Thank you all most appreciated

Andrew

>Subject: Re: [thelist] Red Hat
>
>
>On Fri March 7 2003 5:16 am, Andrew wrote:
>> I am going to download and install Red Hat onto an old W98 OS can anyone
>> give me any personal bewares before do this... please don't search google
>> for me, I want to know personal experience from the list
>>
>> Andrew
>
>My first few attempts at Linux were not very successful, but RedHat 7.2 went
>smoothly -- I put the disc in and it asked me for partition information and
>so forth. When I tried SuSE, it didn't recognize my monitor or video card and
>I had a real mess. My machine has a winmodem, so even RH couldn't handle
>that. I bypassed the problem by hooking up an external modem and I use that
>when dialing out (yeah, I'm still on dial-up).
>
>Since you're downloading it, are you going to burn it to disc(s) and then boot
>off the disc? If so, be careful about burning the iso image -- I've read
>where people have had some problems with that.
>
>I've since installed 8.0 (I didn't upgrade, just started over), and the
>install went fine. 8.0 even went on the old 233 laptop I have and I had tried
>Debian several times.
>
>Definitely try to know what's in your box before installing. If you have
>enough hard drive, try going with partitioning and dual-booting just in case.

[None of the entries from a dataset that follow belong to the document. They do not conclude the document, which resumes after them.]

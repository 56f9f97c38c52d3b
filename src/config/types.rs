// Configuration type definitions

use crate::scanner::Classifier;
use clap::ValueEnum;

/// How each result is printed
#[derive(Debug, Clone, Copy, PartialEq, Eq, Default, ValueEnum)]
pub enum OutputFormat {
    /// `key value` pairs followed by the mean sentence length
    #[default]
    Text,
    /// One JSON object per input
    Json,
}

/// Options for one run over a set of inputs
#[derive(Debug, Clone, Copy, Default, PartialEq, Eq)]
pub struct Config {
    pub format: OutputFormat,
    pub classifier: Classifier,
}

#[cfg(test)]
mod tests {
    use super::*;

    #[test]
    fn test_default_is_text_with_classic_rules() {
        let config = Config::default();
        assert_eq!(config.format, OutputFormat::Text);
        assert!(!config.classifier.carriage_return_is_whitespace);
    }

    #[test]
    fn test_output_format_parses_from_flag_values() {
        assert_eq!(OutputFormat::from_str("text", false), Ok(OutputFormat::Text));
        assert_eq!(OutputFormat::from_str("json", false), Ok(OutputFormat::Json));
        assert!(OutputFormat::from_str("yaml", false).is_err());
    }
}
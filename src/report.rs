//! Rendering of statistics for display

use crate::aggregator::Statistics;
use crate::config::OutputFormat;
use crate::error::Result;
use serde::Serialize;

#[derive(Serialize)]
struct JsonReport<'a> {
    #[serde(skip_serializing_if = "Option::is_none")]
    file: Option<&'a str>,
    #[serde(flatten)]
    stats: &'a Statistics,
    #[serde(rename = "mean-sentence-length")]
    mean_sentence_length: Option<f64>,
}

#[derive(Serialize)]
struct JsonFailure<'a> {
    file: &'a str,
    error: &'a str,
}

/// Mean sentence length to two decimals, or `n/a` without sentences
pub fn format_mean(stats: &Statistics) -> String {
    match stats.mean_sentence_length() {
        Some(mean) => format!("{:.2}", mean),
        None => "n/a".to_string(),
    }
}

/// Single-line text report
pub fn render_text(stats: &Statistics) -> String {
    format!("{} Mean sentence length {}", stats, format_mean(stats))
}

/// Compact JSON object, tagged with `file` when the input was named
pub fn render_json(stats: &Statistics, file: Option<&str>) -> Result<String> {
    let report = JsonReport {
        file,
        stats,
        mean_sentence_length: stats.mean_sentence_length(),
    };
    Ok(serde_json::to_string(&report)?)
}

pub fn render(stats: &Statistics, format: OutputFormat, file: Option<&str>) -> Result<String> {
    match format {
        OutputFormat::Text => Ok(render_text(stats)),
        OutputFormat::Json => render_json(stats, file),
    }
}

/// JSON object describing an input that could not be processed
pub fn render_json_failure(file: &str, error: &str) -> Result<String> {
    Ok(serde_json::to_string(&JsonFailure { file, error })?)
}

#[cfg(test)]
#[path = "report_tests.rs"]
mod report_tests;
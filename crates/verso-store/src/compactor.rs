//! The cooperative page modifier.
//!
//! A sweep rewrites the main pages that need work, folds update chains and
//! log-resident inserts into fresh fill pages, discards versions per the
//! keep rule, and then atomically hands each record over:
//!
//! 1. Records are processed in global key order so fill pages keep the
//!    (key ascending, version descending) invariant. A key's survivors are
//!    staged as a unit; when the fill page would overflow, the committed
//!    part is flushed and the key restarts from a fresh observation.
//! 2. A record with no survivors has its `newest` CASed to INVALID and its
//!    key conditionally removed from the hash index.
//! 3. Relocated records get a pointer action: after the fill page is
//!    published, the old `newest` is CASed to a MAIN-tagged forward. When
//!    the CAS loses to a concurrent writer, the writer's freshly appended
//!    chain head is first published as the new entry's `newest` (so the
//!    new location sees the same chain), then the swing retries.
//! 4. Hash-index changes accumulate in a batch and apply conditionally at
//!    the end; a failed apply means a writer superseded the record and the
//!    newer state wins.
//!
//! The sweep's failures are confined to retries; if it aborts, the old
//! pages remain authoritative and already-swung records stay readable
//! through their forwards.

use std::collections::HashSet;
use std::sync::Arc;

use smallvec::SmallVec;

use verso_error::Result;
use verso_types::{Key, Version};

use crate::colmap::{ColumnMapMainPage, PageBuilder};
use crate::deltamain::{DeltaMainTable, Locate, RecordHead};
use crate::gc::{keep_plan, GcStats, KeepPlan};
use crate::log::{EntryKind, EntryRef};
use crate::tagged::{ContainerKind, Loc, PtrTag, TaggedPtr};

enum Source {
    /// One key's run in a page being rewritten.
    Run(Arc<ColumnMapMainPage>, std::ops::Range<usize>),
    /// A log-resident insert record.
    Insert(EntryRef),
}

impl Source {
    fn hash_ptr(&self) -> TaggedPtr {
        match self {
            Self::Run(page, run) => TaggedPtr::new(
                Loc::new(ContainerKind::Page, page.id(), run.start as u32),
                PtrTag::Main,
            ),
            Self::Insert(e) => TaggedPtr::new(e.loc(), PtrTag::Update),
        }
    }

    fn cas_newest(&self, expected: TaggedPtr, new: TaggedPtr) -> std::result::Result<(), TaggedPtr> {
        match self {
            Self::Run(page, run) => page.entry(run.start).cas_newest(expected, new),
            Self::Insert(e) => e.entry().cas_link(expected, new),
        }
    }
}

enum MergedSrc {
    Update(usize),
    MainEntry(usize),
    InsertBase,
}

struct PointerAction {
    source: Source,
    expected: TaggedPtr,
    fill_idx: u32,
    /// Log entries whose content was folded (or discarded); retired once
    /// the swing lands.
    retire: SmallVec<[EntryRef; 8]>,
}

struct PendingIndexOp {
    key: Key,
    old: TaggedPtr,
    fill_idx: u32,
}

enum ReadyIndexOp {
    Update {
        key: Key,
        old: TaggedPtr,
        new: TaggedPtr,
    },
    Remove {
        key: Key,
        expected: TaggedPtr,
    },
}

enum Processed {
    Done,
    /// The record's survivors alone exceed a page; the source page must
    /// stay in the table's page list.
    TooLarge,
}

/// What a sweep accomplished.
pub(crate) struct SweepOutcome {
    pub(crate) stats: GcStats,
    /// Every record reachable at sweep start was folded, invalidated, or
    /// already forwarded. Only then may pre-sweep update-log chunks be
    /// recycled; a record left in place keeps its chain alive in them.
    pub(crate) fully_folded: bool,
}

pub(crate) struct Sweeper<'a> {
    table: &'a DeltaMainTable,
    min: Version,
    builder: PageBuilder,
    new_pages: Vec<Arc<ColumnMapMainPage>>,
    kept_pages: Vec<Arc<ColumnMapMainPage>>,
    pending_actions: Vec<PointerAction>,
    pending_index: Vec<PendingIndexOp>,
    ready_index: Vec<ReadyIndexOp>,
    stats: GcStats,
    fully_folded: bool,
}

>I know I was glad to have the Windows side a few times when I was trying to
>get to the 'net for info.
>
>Depending on how old the machine is, go with one desktop -- I prefer KDE, but
>others prefer Gnome. For me, KDE was a little easier for my transition from
>windows. I'm even doing some things from the command line, but after years of
>point-n-click, well, I'm not about to go totally nuts 8-)
>
>linuxnewbie.org was also very helpful at first, I see they're now
>justlinux.com
>
>One other thing -- the rpm system makes me nuts when trying to install/upgrade
>software. apt-get for rpm is at http://apt-rpm.tuxfamily.org/ -- there's also
>Synaptic (a gui) for apt-get on redhat, but opening a terminal window and
>typing apt-get install {program} just makes my life easy.
>
>It's been about a year and other than doing things like buying the wrong jet
>printer (google for linux printers since there are lists of linux-compatible
>hardware out there), RedHat has been great. I lost xmms for my internet
>radio, but RealPlayer (yes, well, I like my radio) is now available in rpm. I
>can burn cd's, download images from that crappy little camera that won't work
>on the family's XP machine, play dvd's (but they are a little skippy), read
>word docs and open pdfs as well as zipped files. I'm not wild about the gimp,
>but that's o.k., I do keep a Win machine around just in case. Bluefish is
>_not_ HKit, but oh well. The Win machine is networked into the Linux box so
>we share the connection and files sometimes (I don't have Samba working
>right, so I use Win SCP to get files back and forth). One of my Windows
>friends finds it funny that I have the windows partition mounted on the Linux
>side and use it for some of my back-ups.